# Revenue calling to Business Addresses - Is this normal ?



## allthedoyles (28 May 2009)

Today , a regional Revenue official called to two business , in a small rural town .

One was a Beauty Salon , and the other was a Hairdresser's .

He requested that the owner fills in 4 forms . In one instance , the owner refused to fill in anything , nor sign , and the official said he would call back on Friday.

Does anyone know , what type of forms these could be , and is it normal for the Revenue to call around like this ?


----------



## Graham_07 (28 May 2009)

*Re: Revenue calling to Business Addresse's - Is this normal ?*

Not sure about what the forms could be but Revenue have been cold-calling in recent months, checking record keeping, staffing etc.


----------



## extopia (28 May 2009)

*Re: Revenue calling to Business Addresse's - Is this normal ?*

It would certainly be in the interests of the businesses concerned to cooperate, I would imagine. If they've nothing to hide, they've nothing to worry about.


----------



## Bronte (29 May 2009)

*Re: Revenue calling to Business Addresse's - Is this normal ?*

If you try and give the Revenue grief by not filling out forms I'd imagine they will come down on you like a ton of bricks.  Fill out the form and hope that's the end of it.


----------



## ali (29 May 2009)

*Re: Revenue calling to Business Addresse's - Is this normal ?*

I'd make sure first that they are Revenue. A quick call would do that. Then cooperate.


----------



## Welfarite (29 May 2009)

*Re: Revenue calling to Business Addresse's - Is this normal ?*



ali said:


> I'd make sure first that they are Revenue. A quick call would do that. Then cooperate.


 Presumably they showed ID.


----------



## Graham_07 (29 May 2009)

*Re: Revenue calling to Business Addresse's - Is this normal ?*



Welfarite said:


> Presumably they showed ID.


 
All Revenue officials show ID on arrival even where they are expected and even where ( as often happens to me ) the accountant for the taxpayer knows the official.


----------



## simplyjoe (29 May 2009)

*Re: Revenue calling to Business Addresse's - Is this normal ?*



Bronte said:


> If you try and give the Revenue grief by not filling out forms I'd imagine they will come down on you like a ton of bricks. Fill out the form and hope that's the end of it.


 
A bit naive. if I was the taxpayer I would refuse to provide any information without having my tax advisor present. Everyone is entitled to representation. Saying 'if you have nothing to hide, etc' is irrelevant. Many matters are open to interpretation and people need guidance. Having people banging on your door and demanding answers is no way to run a country. I thought we stopped that kind of behaviour in 1921.


----------



## Padraigb (29 May 2009)

*Re: Revenue calling to Business Addresse's - Is this normal ?*



simplyjoe said:


> ... I thought we stopped that kind of behaviour in 1921.

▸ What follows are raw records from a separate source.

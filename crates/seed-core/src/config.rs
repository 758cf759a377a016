//! Seeding configuration and layer merging.
//!
//! Configuration comes in three layers, lowest precedence first:
//!
//! 1. `global` defaults of the config file
//! 2. the config file's entry for a model (`models.<name>`)
//! 3. the per-call override passed to a seed operation
//!
//! Merging is option by option: any `Some` in a higher layer replaces the
//! lower one, and `fields` / `relations` maps merge per key.
//!
//! ```yaml
//! global:
//!   reset: true
//!   seed: 42
//! models:
//!   User:
//!     count: 20
//!     fields:
//!       role:
//!         values: [admin, member]
//!       legacyId:
//!         ignore: true
//!   Post:
//!     count: 50
//!     relations:
//!       tags: { min: 1, max: 4 }
//! ```

use crate::model::FieldType;
use serde::{Deserialize, Serialize};
use std::collections::HashMap;
use std::fs;
use std::path::Path;

/// Records seeded per model when nothing configures a count.
pub const DEFAULT_COUNT: u64 = 10;

/// Error type for configuration loading.
#[derive(Debug, thiserror::Error)]
pub enum ConfigError {
    #[error("Failed to read config file: {0}")]
    IoError(#[from] std::io::Error),

    #[error("Failed to parse YAML: {0}")]
    YamlError(#[from] serde_yaml::Error),
}

/// Per-field override.
#[derive(Debug, Clone, Default, PartialEq, Serialize, Deserialize)]
#[serde(default)]
pub struct FieldConfig {
    /// Replaces the declared field type for synthesis
    #[serde(rename = "type", skip_serializing_if = "Option::is_none")]
    pub field_type: Option<FieldType>,

    /// Generator path such as `person.firstName`
    #[serde(skip_serializing_if = "Option::is_none")]
    pub generator: Option<String>,

    #[serde(skip_serializing_if = "Option::is_none")]
    pub min: Option<f64>,

    #[serde(skip_serializing_if = "Option::is_none")]
    pub max: Option<f64>,

    /// Pattern with `{index}`, `{uuid}`, `{rand:N}`, `#` and `?` placeholders
    #[serde(skip_serializing_if = "Option::is_none")]
    pub pattern: Option<String>,

    /// Pool of values to pick from
    #[serde(skip_serializing_if = "Option::is_none")]
    pub values: Option<Vec<serde_yaml::Value>>,

    /// Literal value used as-is
    #[serde(skip_serializing_if = "Option::is_none")]
    pub default_value: Option<serde_yaml::Value>,

    #[serde(skip_serializing_if = "Option::is_none")]
    pub ignore: Option<bool>,
}

impl FieldConfig {
    /// Merge `over` on top of `self`; `over` wins wherever it is set.
    pub fn merge(&self, over: &FieldConfig) -> FieldConfig {
        FieldConfig {
            field_type: over.field_type.or(self.field_type),
            generator: over.generator.clone().or_else(|| self.generator.clone()),
            min: over.min.or(self.min),
            max: over.max.or(self.max),
            pattern: over.pattern.clone().or_else(|| self.pattern.clone()),
            values: over.values.clone().or_else(|| self.values.clone()),
            default_value: over
                .default_value
                .clone()
                .or_else(|| self.default_value.clone()),
            ignore: over.ignore.or(self.ignore),
        }
    }

    pub fn is_ignored(&self) -> bool {
        self.ignore.unwrap_or(false)
    }

    /// Whether any option shaping the produced value is set.
    ///
    /// A field's own literal default only applies when this is false.
    pub fn overrides_value(&self) -> bool {
        self.field_type.is_some()
            || self.generator.is_some()
            || self.pattern.is_some()
            || self.values.is_some()
            || self.default_value.is_some()
            || self.min.is_some()
            || self.max.is_some()
    }
}

/// Cardinality bounds for a many-valued relation.
#[derive(Debug, Clone, Default, PartialEq, Serialize, Deserialize)]
#[serde(default)]
pub struct RelationConfig {
    #[serde(skip_serializing_if = "Option::is_none")]
    pub min: Option<u64>,

    #[serde(skip_serializing_if = "Option::is_none")]
    pub max: Option<u64>,

    /// Resolve against this model instead of the declared target
    #[serde(skip_serializing_if = "Option::is_none")]
    pub model: Option<String>,
}

impl RelationConfig {
    pub fn merge(&self, over: &RelationConfig) -> RelationConfig {
        RelationConfig {
            min: over.min.or(self.min),
            max: over.max.or(self.max),
            model: over.model.clone().or_else(|| self.model.clone()),
        }
    }
}

/// Per-model configuration entry.
#[derive(Debug, Clone, Default, PartialEq, Serialize, Deserialize)]
#[serde(default)]
pub struct ModelConfig {
    #[serde(skip_serializing_if = "Option::is_none")]
    pub count: Option<u64>,

    #[serde(skip_serializing_if = "Option::is_none")]
    pub reset: Option<bool>,

    #[serde(skip_serializing_if = "Option::is_none")]
    pub incremental: Option<bool>,

    #[serde(skip_serializing_if = "Option::is_none")]
    pub randomize: Option<bool>,

    #[serde(skip_serializing_if = "HashMap::is_empty")]
    pub fields: HashMap<String, FieldConfig>,

    #[serde(skip_serializing_if = "HashMap::is_empty")]
    pub relations: HashMap<String, RelationConfig>,
}

impl ModelConfig {
    /// Merge `over` on top of `self`.
    pub fn merge(&self, over: &ModelConfig) -> ModelConfig {
        let mut fields = self.fields.clone();
        for (name, field) in &over.fields {
            let merged = match fields.get(name) {
                Some(base) => base.merge(field),
                None => field.clone(),
            };
            fields.insert(name.clone(), merged);
        }

        let mut relations = self.relations.clone();
        for (name, relation) in &over.relations {
            let merged = match relations.get(name) {
                Some(base) => base.merge(relation),
                None => relation.clone(),
            };
            relations.insert(name.clone(), merged);
        }

        ModelConfig {
            count: over.count.or(self.count),
            reset: over.reset.or(self.reset),
            incremental: over.incremental.or(self.incremental),
            randomize: over.randomize.or(self.randomize),
            fields,
            relations,
        }
    }

    /// Builder-style field override, used by callers constructing overrides.
    pub fn with_field(mut self, name: impl Into<String>, field: FieldConfig) -> Self {
        self.fields.insert(name.into(), field);
        self
    }
}

/// Options applying to every model of a run.
#[derive(Debug, Clone, Default, PartialEq, Serialize, Deserialize)]
#[serde(default)]
pub struct GlobalConfig {
    /// Clear existing records before seeding
    pub reset: bool,

    /// Append to existing records; suppresses `reset`
    pub incremental: bool,

    /// Insert records one at a time in shuffled order
    pub randomize: bool,

    /// RNG seed for reproducible runs
    #[serde(skip_serializing_if = "Option::is_none")]
    pub seed: Option<u64>,

    /// Record count for models without one
    #[serde(skip_serializing_if = "Option::is_none")]
    pub default_count: Option<u64>,
}

/// Full seeding configuration.
#[derive(Debug, Clone, Default, PartialEq, Serialize, Deserialize)]
#[serde(default)]
pub struct SeedConfig {
    pub global: GlobalConfig,

    pub models: HashMap<String, ModelConfig>,
}

impl SeedConfig {
    /// Load configuration from a YAML file.
    pub fn from_file<P: AsRef<Path>>(path: P) -> Result<Self, ConfigError> {
        let content = fs::read_to_string(path)?;
        Self::from_yaml(&content)
    }

    /// Parse configuration from a YAML string.
    pub fn from_yaml(yaml: &str) -> Result<Self, ConfigError> {
        if yaml.trim().is_empty() {
            return Ok(Self::default());
        }
        Ok(serde_yaml::from_str(yaml)?)
    }

    /// Config-file entry for a model.
    pub fn model(&self, name: &str) -> Option<&ModelConfig> {
        self.models.get(name)
    }

    /// Merge all layers for one model.
    pub fn resolve(&self, model: &str, overrides: Option<&ModelConfig>) -> ResolvedModelConfig {
        let global = ModelConfig {
            count: self.global.default_count,
            reset: Some(self.global.reset),
            incremental: Some(self.global.incremental),
            randomize: Some(self.global.randomize),
            ..ModelConfig::default()
        };

        let mut merged = match self.model(model) {
            Some(entry) => global.merge(entry),
            None => global,
        };
        if let Some(overrides) = overrides {
            merged = merged.merge(overrides);
        }

        let incremental = merged.incremental.unwrap_or(false);
        ResolvedModelConfig {
            count: merged.count.unwrap_or(DEFAULT_COUNT),
            reset: merged.reset.unwrap_or(false) && !incremental,
            incremental,
            randomize: merged.randomize.unwrap_or(false),
            fields: merged.fields,
            relations: merged.relations,
        }
    }
}

/// Fully merged configuration for one model.
#[derive(Debug, Clone, Default, PartialEq)]
pub struct ResolvedModelConfig {
    pub count: u64,
    pub reset: bool,
    pub incremental: bool,
    pub randomize: bool,
    pub fields: HashMap<String, FieldConfig>,
    pub relations: HashMap<String, RelationConfig>,
}

impl ResolvedModelConfig {
    pub fn field(&self, name: &str) -> Option<&FieldConfig> {
        self.fields.get(name)
    }

    pub fn relation(&self, name: &str) -> Option<&RelationConfig> {
        self.relations.get(name)
    }
}
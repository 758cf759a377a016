//! Reference resolution for foreign key fields.

use crate::run::SeedRun;
use crate::storage::StorageBindings;
use rand::seq::SliceRandom;
use rand::Rng;
use seed_core::{Field, ModelRegistry, SeedValue};
use tracing::{debug, warn};

/// Maximum number of records sampled from a store when a target model has
/// nothing generated in the current run.
pub const STORE_SAMPLE_LIMIT: usize = 100;

/// Picks identifiers of existing target records for reference fields.
///
/// Records persisted earlier in the run are preferred. Only when the run has
/// none for the target model is its store sampled; the sample is cached on
/// the [`SeedRun`].
pub struct ReferenceResolver<'a> {
    registry: &'a ModelRegistry,
    bindings: &'a StorageBindings,
}

impl<'a> ReferenceResolver<'a> {
    pub fn new(registry: &'a ModelRegistry, bindings: &'a StorageBindings) -> Self {
        Self { registry, bindings }
    }

    /// Field of `target` holding the identifier that `field` refers to.
    pub fn reference_key(&self, field: &Field, target: &str) -> String {
        if let Some(key) = &field.relation_field {
            return key.clone();
        }
        self.registry
            .get(target)
            .map(|m| m.primary_key().to_string())
            .unwrap_or_else(|| "id".to_string())
    }

    /// Identifier of one uniformly chosen `target` record, or `None` when
    /// neither the run nor the store has any.
    pub async fn resolve<R: Rng>(
        &self,
        field: &Field,
        target: &str,
        run: &mut SeedRun,
        rng: &mut R,
    ) -> Option<SeedValue> {
        let key = self.reference_key(field, target);

        let generated: Vec<&SeedValue> = run.generated.identifiers(target, &key).collect();
        if let Some(value) = generated.choose(rng) {
            return Some((*value).clone());
        }

        self.store_sample(target, &key, run).await.choose(rng).cloned()
    }

    /// Resolve `count` times, keeping every non-absent result.
    ///
    /// Draws are independent, so the same identifier may appear twice.
    pub async fn resolve_many<R: Rng>(
        &self,
        field: &Field,
        target: &str,
        count: u64,
        run: &mut SeedRun,
        rng: &mut R,
    ) -> Vec<SeedValue> {
        let mut values = Vec::new();
        for _ in 0..count {
            if let Some(value) = self.resolve(field, target, run, rng).await {
                values.push(value);
            }
        }
        values
    }

    async fn store_sample<'r>(
        &self,
        target: &str,
        key: &str,
        run: &'r mut SeedRun,
    ) -> &'r [SeedValue] {
        let cache_key = (target.to_string(), key.to_string());
        if !run.store_samples.contains_key(&cache_key) {
            let sample = self.fetch_sample(target, key).await;
            run.store_samples.insert(cache_key.clone(), sample);
        }
        run.store_samples
            .get(&cache_key)
            .map(Vec::as_slice)
            .unwrap_or(&[])
    }

    async fn fetch_sample(&self, target: &str, key: &str) -> Vec<SeedValue> {
        let Some(client) = self.bindings.get(target) else {
            debug!("No storage client bound for '{target}', cannot sample references");
            return Vec::new();
        };

        let projection = [key.to_string()];
        match client.find(STORE_SAMPLE_LIMIT, Some(&projection[..])).await {
            Ok(records) => {
                let sample: Vec<SeedValue> = records
                    .iter()
                    .filter_map(|r| r.identifier(key).cloned())
                    .collect();
                debug!(
                    "Sampled {} existing '{target}' identifiers from storage",
                    sample.len()
                );
                sample
            }
            Err(e) => {
                warn!("Failed to sample '{target}' records for references: {e}");
                Vec::new()
            }
        }
    }
}
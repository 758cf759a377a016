//! Seed command handlers.
//!
//! This module contains handlers for the seed, generate and models commands.

pub mod generate;
pub mod logging;
pub mod models;
pub mod run;

pub use generate::run_generate;
pub use logging::{init_tracing, mask_connection_password};
pub use models::run_models;
pub use run::{build_seeder, load_registry, report_results, run_seed, seed_selected};
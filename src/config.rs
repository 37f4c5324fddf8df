//! YAML configuration of the `soilmon` binary.
//!
//! Loaded once at startup; any invalid value aborts before the bus is touched.
use anyhow::{Context, Result, bail};
use serde::Deserialize;
use soilmon_lib::{
    acquisition::RetryPolicy,
    automation::OutputId,
    calibration::{Calibration, CalibrationTable, Coefficients},
    control::{AcController, HumidityController},
    health::PlausibilityLimits,
    link::{self, LinkSettings},
    protocol::{Address, BaudRate, FieldSpec, Parameter, RegisterLayout},
};
use std::collections::BTreeMap;
use std::fs::File;
use std::net::SocketAddr;
use std::path::Path;
use std::time::Duration;

pub const DEFAULT_CONFIG_FILE: &str = "soilmon.yml";

#[derive(Debug, Clone, PartialEq, Deserialize)]
#[serde(tag = "type", rename_all = "kebab-case")]
pub enum LinkConfig {
    /// Own RTU framing with an optional DE/RE direction GPIO.
    Rtu {
        #[serde(default = "default_device")]
        device: String,
        #[serde(default)]
        baud_rate: BaudRate,
        #[serde(default = "default_timeout", with = "humantime_serde")]
        timeout: Duration,
        #[serde(default = "default_settle_delay", with = "humantime_serde")]
        settle_delay: Duration,
        #[serde(default = "default_direction_pin")]
        direction_pin: Option<u32>,
    },
    /// `tokio-modbus` RTU client for adapters with automatic direction control.
    ModbusRtu {
        #[serde(default = "default_device")]
        device: String,
        #[serde(default)]
        baud_rate: BaudRate,
        #[serde(default = "default_timeout", with = "humantime_serde")]
        timeout: Duration,
    },
    /// Modbus TCP gateway in front of the RS-485 bus.
    Tcp {
        address: SocketAddr,
        #[serde(default = "default_timeout", with = "humantime_serde")]
        timeout: Duration,
    },
}

fn default_device() -> String {
    String::from("/dev/ttyAMA0")
}

fn default_timeout() -> Duration {
    link::DEFAULT_TIMEOUT
}

fn default_settle_delay() -> Duration {
    link::DEFAULT_SETTLE_DELAY
}

fn default_direction_pin() -> Option<u32> {
    Some(24)
}

impl Default for LinkConfig {
    fn default() -> Self {
        LinkConfig::Rtu {
            device: default_device(),
            baud_rate: BaudRate::default(),
            timeout: default_timeout(),
            settle_delay: default_settle_delay(),
            direction_pin: default_direction_pin(),
        }
    }
}

impl LinkConfig {
    /// Serial settings of the RTU variants.
    pub fn serial_settings(&self) -> Option<LinkSettings> {
        match self {
            LinkConfig::Rtu {
                device,
                baud_rate,
                timeout,
                settle_delay,
                direction_pin,
            } => Some(LinkSettings {
                device: device.clone(),
                baud_rate: *baud_rate,
                timeout: *timeout,
                settle_delay: *settle_delay,
                direction_pin: *direction_pin,
            }),
            LinkConfig::ModbusRtu {
                device,
                baud_rate,
                timeout,
            } => Some(LinkSettings {
                device: device.clone(),
                baud_rate: *baud_rate,
                timeout: *timeout,
                settle_delay: Duration::ZERO,
                direction_pin: None,
            }),
            LinkConfig::Tcp { .. } => None,
        }
    }
}

#[derive(Debug, Clone, PartialEq, Deserialize)]
pub struct LayoutConfig {
    pub start: u16,
    pub count: u16,
    pub fields: Vec<FieldSpec>,
}

impl LayoutConfig {
    fn build(&self) -> soilmon_lib::Result<RegisterLayout> {
        RegisterLayout::new(self.start, self.count, self.fields.clone())
    }
}

#[derive(Debug, Clone, PartialEq, Deserialize)]
pub struct SensorsConfig {
    #[serde(default = "default_addresses")]
    pub addresses: Vec<Address>,
    #[serde(default = "default_retries")]
    pub retries: u8,
    #[serde(default = "default_backoff", with = "humantime_serde")]
    pub backoff: Duration,
    #[serde(default = "default_poll_interval", with = "humantime_serde")]
    pub poll_interval: Duration,
    pub layout: Option<LayoutConfig>,
    /// Layouts of devices that differ from `layout`, keyed by address.
    #[serde(default)]
    pub layouts: BTreeMap<u8, LayoutConfig>,
}

fn default_addresses() -> Vec<Address> {
    vec![Address::default()]
}

fn default_retries() -> u8 {
    3
}

fn default_backoff() -> Duration {
    Duration::from_millis(100)
}

fn default_poll_interval() -> Duration {
    Duration::from_secs(30)
}

impl Default for SensorsConfig {
    fn default() -> Self {
        Self {
            addresses: default_addresses(),
            retries: default_retries(),
            backoff: default_backoff(),
            poll_interval: default_poll_interval(),
            layout: None,
            layouts: BTreeMap::new(),
        }
    }
}

impl SensorsConfig {
    pub fn retry_policy(&self) -> Result<RetryPolicy> {
        Ok(RetryPolicy::new(self.retries, self.backoff)?)
    }

    pub fn layout(&self) -> Result<RegisterLayout> {
        match &self.layout {
            Some(layout) => layout.build().context("Invalid sensor layout"),
            None => Ok(RegisterLayout::npk_soil()),
        }
    }

    pub fn device_layouts(&self) -> Result<Vec<(Address, RegisterLayout)>> {
        self.layouts
            .iter()
            .map(|(address, layout)| {
                let address = Address::try_from(*address)
                    .with_context(|| format!("Invalid layout sensor {address}"))?;
                let layout = layout
                    .build()
                    .with_context(|| format!("Invalid layout of sensor {address}"))?;
                Ok((address, layout))
            })
            .collect()
    }
}

#[derive(Debug, Clone, PartialEq, Deserialize)]
pub struct CalibrationConfig {
    #[serde(default = "default_true")]
    pub enabled: bool,
    /// Coefficients per sensor address, keyed by parameter name.
    #[serde(default)]
    pub sensors: BTreeMap<u8, BTreeMap<String, Coefficients>>,
}

fn default_true() -> bool {
    true
}

impl Default for CalibrationConfig {
    fn default() -> Self {
        Self {
            enabled: true,
            sensors: BTreeMap::new(),
        }
    }
}

impl CalibrationConfig {
    pub fn calibration(&self) -> Result<Calibration> {
        if !self.enabled {
            return Ok(Calibration::Disabled);
        }
        let mut table = CalibrationTable::new();
        for (address, parameters) in &self.sensors {
            let address = Address::try_from(*address)
                .with_context(|| format!("Invalid calibration sensor {address}"))?;
            for (key, coefficients) in parameters {
                let parameter: Parameter = key
                    .parse()
                    .with_context(|| format!("Invalid calibration of sensor {address}"))?;
                table = table.with_entry(address, parameter, *coefficients);
            }
        }
        Ok(Calibration::Enabled(table))
    }
}

#[derive(Debug, Clone, Copy, PartialEq, Deserialize)]
pub struct ThresholdConfig {
    pub on: f64,
    pub off: f64,
}

#[derive(Debug, Clone, PartialEq, Deserialize)]
pub struct HumidifierConfig {
    #[serde(default = "default_humidifier_output")]
    pub output: OutputId,
    #[serde(default = "default_humidifier_label")]
    pub label: String,
    #[serde(default)]
    pub source: Address,
    #[serde(default = "default_humidifier_thresholds")]
    pub humidity: ThresholdConfig,
}

fn default_humidifier_output() -> OutputId {
    OutputId(1)
}

fn default_humidifier_label() -> String {
    String::from("Atomizer/Humidifier")
}

fn default_humidifier_thresholds() -> ThresholdConfig {
    ThresholdConfig {
        on: HumidityController::DEFAULT_ON,
        off: HumidityController::DEFAULT_OFF,
    }
}

impl HumidifierConfig {
    pub fn controller(&self) -> Result<HumidityController> {
        HumidityController::new(self.humidity.on, self.humidity.off)
            .context("Invalid humidifier thresholds")
    }
}

#[derive(Debug, Clone, PartialEq, Deserialize)]
pub struct AirConditionerConfig {
    #[serde(default = "default_ac_output")]
    pub output: OutputId,
    #[serde(default = "default_ac_label")]
    pub label: String,
    #[serde(default)]
    pub source: Address,
    #[serde(default = "default_ac_temperature")]
    pub temperature: ThresholdConfig,
    #[serde(default = "default_ac_humidity")]
    pub humidity: ThresholdConfig,
}

fn default_ac_output() -> OutputId {
    OutputId(2)
}

fn default_ac_label() -> String {
    String::from("Air Conditioner")
}

fn default_ac_temperature() -> ThresholdConfig {
    let (on, off) = AcController::DEFAULT_TEMPERATURE;
    ThresholdConfig { on, off }
}

fn default_ac_humidity() -> ThresholdConfig {
    let (on, off) = AcController::DEFAULT_HUMIDITY;
    ThresholdConfig { on, off }
}

impl AirConditionerConfig {
    pub fn controller(&self) -> Result<AcController> {
        AcController::new(
            (self.temperature.on, self.temperature.off),
            (self.humidity.on, self.humidity.off),
        )
        .context("Invalid air conditioner thresholds")
    }
}

#[derive(Debug, Clone, Default, PartialEq, Deserialize)]
pub struct ControlConfig {
    pub humidifier: Option<HumidifierConfig>,
    pub air_conditioner: Option<AirConditionerConfig>,
}

#[derive(Debug, Clone, PartialEq, Deserialize)]
pub struct Config {
    #[serde(default)]
    pub link: LinkConfig,
    #[serde(default)]
    pub sensors: SensorsConfig,
    #[serde(default)]
    pub calibration: CalibrationConfig,
    /// Inclusive `[min, max]` bounds keyed by parameter name.
    #[serde(default)]
    pub plausibility: BTreeMap<String, (f64, f64)>,
    #[serde(default)]
    pub control: ControlConfig,
    /// GPIO number of each relay output.
    #[serde(default = "default_relays")]
    pub relays: BTreeMap<u8, u32>,
}

fn default_relays() -> BTreeMap<u8, u32> {
    BTreeMap::from([(1, 26), (2, 19)])
}

impl Config {
    pub fn load(path: &Path) -> Result<Self> {
        log::debug!("Loading config file from {path:?}");
        let file =
            File::open(path).with_context(|| format!("Cannot open config file {path:?}"))?;
        let config: Config = serde_yaml::from_reader(&file)
            .with_context(|| format!("Cannot parse config file {path:?}"))?;
        config.validate()?;
        Ok(config)
    }

    /// Builds every derived value once so that errors surface at startup.
    pub fn validate(&self) -> Result<()> {
        if self.sensors.addresses.is_empty() {
            bail!("At least one sensor address must be configured");
        }
        self.sensors.retry_policy()?;
        self.sensors.layout()?;
        self.sensors.device_layouts()?;
        self.calibration.calibration()?;
        self.plausibility_limits()?;
        if let Some(humidifier) = &self.control.humidifier {
            humidifier.controller()?;
            self.check_source("humidifier", humidifier.source, &[Parameter::Humidity])?;
            self.relay_pin(humidifier.output)?;
        }
        if let Some(air_conditioner) = &self.control.air_conditioner {
            air_conditioner.controller()?;
            self.check_source(
                "air conditioner",
                air_conditioner.source,
                &[Parameter::Temperature, Parameter::Humidity],
            )?;
            self.relay_pin(air_conditioner.output)?;
        }
        Ok(())
    }

    /// A controller source must be polled and its layout must decode every
    /// parameter the controller reads.
    fn check_source(&self, controller: &str, source: Address, required: &[Parameter]) -> Result<()> {
        if !self.sensors.addresses.contains(&source) {
            bail!("The {controller} source sensor {source} is not in sensors.addresses");
        }
        let layout = match self
            .sensors
            .device_layouts()?
            .into_iter()
            .find(|(address, _)| *address == source)
        {
            Some((_, layout)) => layout,
            None => self.sensors.layout()?,
        };
        for parameter in required {
            if !layout.fields().iter().any(|field| field.parameter == *parameter) {
                bail!("The layout of {controller} source sensor {source} has no {parameter} field");
            }
        }
        Ok(())
    }

    pub fn plausibility_limits(&self) -> Result<Option<PlausibilityLimits>> {
        if self.plausibility.is_empty() {
            return Ok(None);
        }
        let mut limits = PlausibilityLimits::new();
        for (key, (min, max)) in &self.plausibility {
            let parameter: Parameter = key.parse().context("Invalid plausibility limit")?;
            limits = limits.with_limit(parameter, *min, *max)?;
        }
        Ok(Some(limits))
    }

    pub fn relay_pin(&self, output: OutputId) -> Result<u32> {
        match self.relays.get(&output.0) {
            Some(pin) => Ok(*pin),
            None => bail!("No GPIO configured for relay output {output}"),
        }
    }
}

Back then, non-cooperation with government agencies might have been defended by some people on the grounds that it was patriotic. I don't think that applies now.

Most contacts between citizens and the state are routine business. That includes dealing with the Revenue Commissioners. It is a waste of everybody's time (and taxpayers' money) to ramp everything up to the status of a legal confrontation.


----------



## Graham_07 (29 May 2009)

simplyjoe said:


> if I was the taxpayer I would refuse to provide any information without having my tax advisor present. Everyone is entitled to representation. Saying 'if you have nothing to hide, etc' is irrelevant. Many matters are open to interpretation and people need guidance.


 
Agreed, like in all walks, Revenue officials differ in their approach, some are more understanding than others. Some do not understand that grey exists between black and white. 



Bronte said:


> If you try and give the Revenue grief by not filling out forms I'd imagine they will come down on you like a ton of bricks.


 
I have found this can happen even with co-operation if you get the wrong person.


----------



## simplyjoe (29 May 2009)

*Re: Revenue calling to Business Addresse's - Is this normal ?*



Padraigb said:


> Most contacts between citizens and the state are routine business. That includes dealing with the Revenue Commissioners. It is a waste of everybody's time (and taxpayers' money) to ramp everything up to the status of a legal confrontation.


 
By accepting everything that is thrown at you will result in tax payers paying too much tax. I think that that is as equally unaccpetable as tax payers under paying tax. People overpaying tax is widespread, the 4 year rule, lack of knowledge and poorly trained Revenue staff, lack of publicity by the Revenue/government in advising people of their entitlements, etc


----------



## billythefish (29 May 2009)

I know that Revenue have been doing a lot of checks on limited compaines that have registered for tax (i.e. filed Form TR2). 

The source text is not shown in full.